Nous y étions donc : la nouvelle écriture cinématographique. Et j’ai souri en entamant le second, « Learning to write about films for money » d’un tout aussi obscur Kim Newman, qui ne m’a en rien surpris et qui était bien à l’image du premier, soit souvenirs autour du cinéma avec une nette priorité à l’enfance. C’est anglo-saxon. Les Anglo-saxons raffolent de ce type de textes tout entier dédiés au souvenir et à l’enfance, le ton, le style à l’avenant, simplicité et humour. En quoi cette écriture est-elle neuve, je l’ignore, de la même manière que Granta se vantait et se vante sans doute encore d’être le porte-parole de la nouvelle écriture anglo-saxonne, alors qu’au bout du compte – à l’exception peut-être des tout premiers numéros à l’époque où la revue n’était pas encore sous la coupe de Penguin – ne s’y trouvait rien de plus ou de moins qu’auparavant, époque où l’écriture était ancienne, voire vieille.

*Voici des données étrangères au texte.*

use bytes::Bytes;
use http::{HeaderMap, Method, StatusCode};
use security::FormParams;
use url::form_urlencoded;

use mercury_core::{MsgId, MsgStatus, MsgUuid};

/// One provider webhook call, as handed to a channel handler by the dispatch
/// layer. Carries the raw body so adapters can verify signatures over the
/// exact bytes the provider signed.
#[derive(Debug, Clone)]
pub struct WebhookRequest {
    method: Method,
    host: String,
    path_and_query: String,
    headers: HeaderMap,
    body: Bytes,
}

impl WebhookRequest {
    pub fn new(
        method: Method,
        host: impl Into<String>,
        path_and_query: impl Into<String>,
        headers: HeaderMap,
        body: Bytes,
    ) -> Self {
        Self {
            method,
            host: host.into(),
            path_and_query: path_and_query.into(),
            headers,
            body,
        }
    }

    pub fn method(&self) -> &Method {
        &self.method
    }

    pub fn headers(&self) -> &HeaderMap {
        &self.headers
    }

    pub fn header(&self, name: &str) -> Option<&str> {
        self.headers.get(name).and_then(|v| v.to_str().ok())
    }

    pub fn body(&self) -> &Bytes {
        &self.body
    }

    /// Decodes the form-encoded body into parameters, preserving value order
    /// per key.
    pub fn form(&self) -> FormParams {
        let mut params = FormParams::new();
        for (key, value) in form_urlencoded::parse(&self.body) {
            params
                .entry(key.into_owned())
                .or_default()
                .push(value.into_owned());
        }
        params
    }

    /// First value of a query-string parameter, decoded.
    pub fn query_param(&self, name: &str) -> Option<String> {
        let (_, query) = self.path_and_query.split_once('?')?;
        form_urlencoded::parse(query.as_bytes())
            .find(|(key, _)| key == name)
            .map(|(_, value)| value.into_owned())
    }

    /// The externally visible request URL. Providers sign against the https
    /// form of the callback they were configured with.
    pub fn url(&self) -> String {
        format!("https://{}{}", self.host, self.path_and_query)
    }

    /// The request URL with the path substituted from a trusted reverse-proxy
    /// header, when present.
    pub fn url_with_path_override(&self, header: &str) -> String {
        match self.header(header) {
            Some(path) if !path.is_empty() => format!("https://{}{}", self.host, path),
            _ => self.url(),
        }
    }
}

/// Acknowledgement returned to the provider. The format is dictated by each
/// provider's expectations, not a shared schema.
#[derive(Debug, Clone)]
pub struct Ack {
    pub status: StatusCode,
    pub content_type: &'static str,
    pub body: String,
}

impl Ack {
    pub fn json(status: StatusCode, body: serde_json::Value) -> Self {
        Self {
            status,
            content_type: "application/json",
            body: body.to_string(),
        }
    }
}

/// What an inbound webhook produced.
#[derive(Debug, Clone)]
pub enum ReceiveEvent {
    Msg {
        id: MsgId,
        uuid: MsgUuid,
    },
    Status {
        msg_id: MsgId,
        external_id: Option<String>,
        status: MsgStatus,
    },
}

/// Result of a successfully handled webhook: zero or more events plus the
/// provider-appropriate acknowledgement. An ignored request carries no
/// events but still acks, so providers don't retry non-erroneous deliveries.
#[derive(Debug)]
pub struct ReceiveOutcome {
    pub events: Vec<ReceiveEvent>,
    pub ack: Ack,
}

impl ReceiveOutcome {
    pub fn events(events: Vec<ReceiveEvent>, ack: Ack) -> Self {
        Self { events, ack }
    }

    pub fn ignored(ack: Ack) -> Self {
        Self {
            events: Vec::new(),
            ack,
        }
    }
}

#[cfg(test)]
mod tests {
    use super::*;
    use http::HeaderValue;

    fn request(body: &'static str) -> WebhookRequest {
        let mut headers = HeaderMap::new();
        headers.insert("X-Forwarded-Path", HeaderValue::from_static("/proxied?x=1"));
        WebhookRequest::new(
            Method::POST,
            "gw.example.com",
            "/c/t/abc/status?id=42&action=callback",
            headers,
            Bytes::from_static(body.as_bytes()),
        )
    }

    #[test]
    fn form_preserves_value_order_per_key() {
        let req = request("MediaUrl0=a&Body=hello+world&MediaUrl0=b");
        let form = req.form();
        assert_eq!(form["MediaUrl0"], vec!["a", "b"]);
        assert_eq!(form["Body"], vec!["hello world"]);
    }

    #[test]
    fn query_params_decode() {
        let req = request("");
        assert_eq!(req.query_param("id").as_deref(), Some("42"));
        assert_eq!(req.query_param("action").as_deref(), Some("callback"));
        assert_eq!(req.query_param("missing"), None);
    }

    #[test]
    fn url_uses_forwarded_path_when_present() {
        let req = request("");
        assert_eq!(
            req.url(),
            "https://gw.example.com/c/t/abc/status?id=42&action=callback"
        );
        assert_eq!(
            req.url_with_path_override("X-Forwarded-Path"),
            "https://gw.example.com/proxied?x=1"
        );
        assert_eq!(req.url_with_path_override("X-Other"), req.url());
    }
}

Et c’est d’autant plus frappant ici qu’après en avoir lus cinq, et à l’exception de madame Coppola (c’est sa femme) qui s’est contentée de livrer un extrait de ses notes prises pendant le tournage d’Apocalypse now dont la totalité était en vente au prix de £9.99 en 1995, j’avais toujours l’impression d’en être au premier, soit qu’il s’agissait du même auteur. Mais rien d’étonnant là non plus dans la mesure où tous les auteurs anglo-saxons (mais moins les Britanniques) ont le même professeur d’écriture, tout comme les journalistes de presse ont le même professeur de rédaction. Il n’empêche que, pour l’heure, ça n’est pas déplaisant, bien au contraire.

Je note incidemment que « This book is not for sale separarately ».